### [Required action]
Check each line of the listing for the word "lint" and report the ones that have it.

### [Records to use]

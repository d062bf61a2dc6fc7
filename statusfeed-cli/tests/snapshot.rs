use std::fs;
use std::path::Path;
use std::process::Command;

use assert_cmd::prelude::*;
use predicates::str::contains;
use tempfile::TempDir;

const CONFIG: &str = r#"
admins:
  users: [root]
groups:
  - name: open
    pipelines:
      - name: pipeline1
        stages:
          - name: build
            jobs:
              - name: compile
              - name: lint
  - name: locked
    authorization:
      view:
        users: [user3]
        roles: [release]
    pipelines:
      - name: pipeline2
        stages:
          - name: deploy
"#;

const HISTORY: &str = r#"{
  "recorded_at": "2026-10-01T09:00:00Z",
  "records": [
    {
      "name": "pipeline2 :: deploy",
      "activity": "Sleeping",
      "outcome": "Failure",
      "label": "77",
      "last_updated": "2026-10-01T08:59:00Z",
      "web_url": "http://ci/pipeline2/77"
    },
    {
      "name": "pipeline2 :: retired",
      "activity": "Sleeping",
      "outcome": "Success",
      "label": "3",
      "last_updated": "2026-09-01T08:59:00Z",
      "web_url": "http://ci/pipeline2/3"
    }
  ]
}"#;

fn statusfeed_cmd(home: &Path) -> Command {
    let mut cmd = Command::new(assert_cmd::cargo::cargo_bin!("statusfeed"));
    cmd.env("HOME", home).env("USERPROFILE", home);
    cmd
}

fn home_with_files() -> TempDir {
    let home = TempDir::new().expect("home");
    let root = home.path().join(".statusfeed");
    fs::create_dir_all(&root).expect("mkdir root");
    fs::write(root.join("config.yaml"), CONFIG).expect("write config");
    fs::write(root.join("history.json"), HISTORY).expect("write history");
    home
}

fn snapshot_json(home: &Path, extra: &[&str]) -> Vec<serde_json::Value> {
    let output = statusfeed_cmd(home)
        .arg("snapshot")
        .arg("--json")
        .args(extra)
        .output()
        .expect("run snapshot");
    assert!(
        output.status.success(),
        "snapshot failed: {}",
        String::from_utf8_lossy(&output.stderr)
    );
    serde_json::from_slice(&output.stdout).expect("snapshot JSON")
}

fn names(entries: &[serde_json::Value]) -> Vec<&str> {
    entries
        .iter()
        .map(|e| e["name"].as_str().expect("name"))
        .collect()
}

#[test]
fn snapshot_orders_entries_in_configuration_order() {
    let home = home_with_files();

    let entries = snapshot_json(home.path(), &[]);

    assert_eq!(
        names(&entries),
        [
            "pipeline1 :: build",
            "pipeline1 :: build :: compile",
            "pipeline1 :: build :: lint",
            "pipeline2 :: deploy",
        ]
    );
    assert_eq!(entries[0]["state"], "placeholder");
    assert_eq!(entries[3]["state"], "known");
    assert_eq!(entries[3]["label"], "77");
}

#[test]
fn snapshot_filters_by_user_and_role() {
    let home = home_with_files();

    let guest = snapshot_json(home.path(), &["--user", "guest"]);
    assert_eq!(guest.len(), 3);

    let releaser = snapshot_json(home.path(), &["--user", "guest", "--role", "RELEASE"]);
    assert_eq!(releaser.len(), 4);

    let admin = snapshot_json(home.path(), &["--user", "Root"]);
    assert_eq!(admin.len(), 4);
}

#[test]
fn snapshot_for_single_pipeline() {
    let home = home_with_files();

    let entries = snapshot_json(home.path(), &["--pipeline", "PIPELINE2"]);

    assert_eq!(names(&entries), ["pipeline2 :: deploy"]);
}

#[test]
fn snapshot_unknown_pipeline_fails() {
    let home = home_with_files();

    statusfeed_cmd(home.path())
        .args(["snapshot", "--pipeline", "ghost"])
        .assert()
        .failure()
        .stderr(contains("ghost"));
}

#[test]
fn snapshot_with_explicit_paths() {
    let home = TempDir::new().expect("home");
    let elsewhere = TempDir::new().expect("elsewhere");
    let config = elsewhere.path().join("cruise.yaml");
    fs::write(&config, CONFIG).expect("write config");

    let entries = snapshot_json(
        home.path(),
        &[
            "--config",
            config.to_str().expect("utf8"),
            "--history",
            elsewhere.path().join("missing.json").to_str().expect("utf8"),
        ],
    );

    assert_eq!(entries.len(), 4);
    assert!(entries.iter().all(|e| e["state"] == "placeholder"));
}

#[test]
fn snapshot_table_lists_entries() {
    let home = home_with_files();

    statusfeed_cmd(home.path())
        .arg("snapshot")
        .assert()
        .success()
        .stdout(contains("4 entries"))
        .stdout(contains("pipeline1 :: build :: lint"));
}

#[test]
fn snapshot_without_config_reports_path() {
    let home = TempDir::new().expect("home");

    statusfeed_cmd(home.path())
        .arg("snapshot")
        .assert()
        .failure()
        .stderr(contains("config.yaml"));
}

#[test]
fn progress_rejects_malformed_name() {
    let home = TempDir::new().expect("home");

    statusfeed_cmd(home.path())
        .args(["progress", "just-a-pipeline", "--label", "1"])
        .assert()
        .failure()
        .stderr(contains("invalid project name"));
}

#[test]
fn daemon_status_when_not_running() {
    let home = TempDir::new().expect("home");

    statusfeed_cmd(home.path())
        .args(["daemon", "status"])
        .assert()
        .success()
        .stdout(contains("\"running\": false"));
}
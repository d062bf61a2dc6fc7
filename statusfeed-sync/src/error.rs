//! Error types for statusfeed-sync.

use std::path::PathBuf;

use thiserror::Error;

use statusfeed_core::{CaseInsensitiveName, ConfigError};

/// All errors that can arise around a reconciliation pass.
///
/// None of these abort a pass once it has started: history failures are
/// downgraded to "not found" by the resolver.
#[derive(Debug, Error)]
pub enum SyncError {
    /// An error from loading the structural configuration.
    #[error("configuration error: {0}")]
    Config(#[from] ConfigError),

    /// An I/O error, with annotated path for context.
    #[error("I/O error at {path}: {source}")]
    Io {
        path: PathBuf,
        #[source]
        source: std::io::Error,
    },

    /// JSON serialization/deserialization error (history store).
    #[error("history store JSON error: {0}")]
    Json(#[from] serde_json::Error),

    /// A single-pipeline sync named a pipeline the configuration does not declare.
    #[error("pipeline '{0}' is not declared in the configuration")]
    PipelineNotFound(CaseInsensitiveName),
}

/// Convenience constructor for [`SyncError::Io`].
pub(crate) fn io_err(path: impl Into<PathBuf>, source: std::io::Error) -> SyncError {
    SyncError::Io {
        path: path.into(),
        source,
    }
}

### [Task output]
              - name: lint
            "pipeline1 :: build :: lint",
        .stdout(contains("pipeline1 :: build :: lint"));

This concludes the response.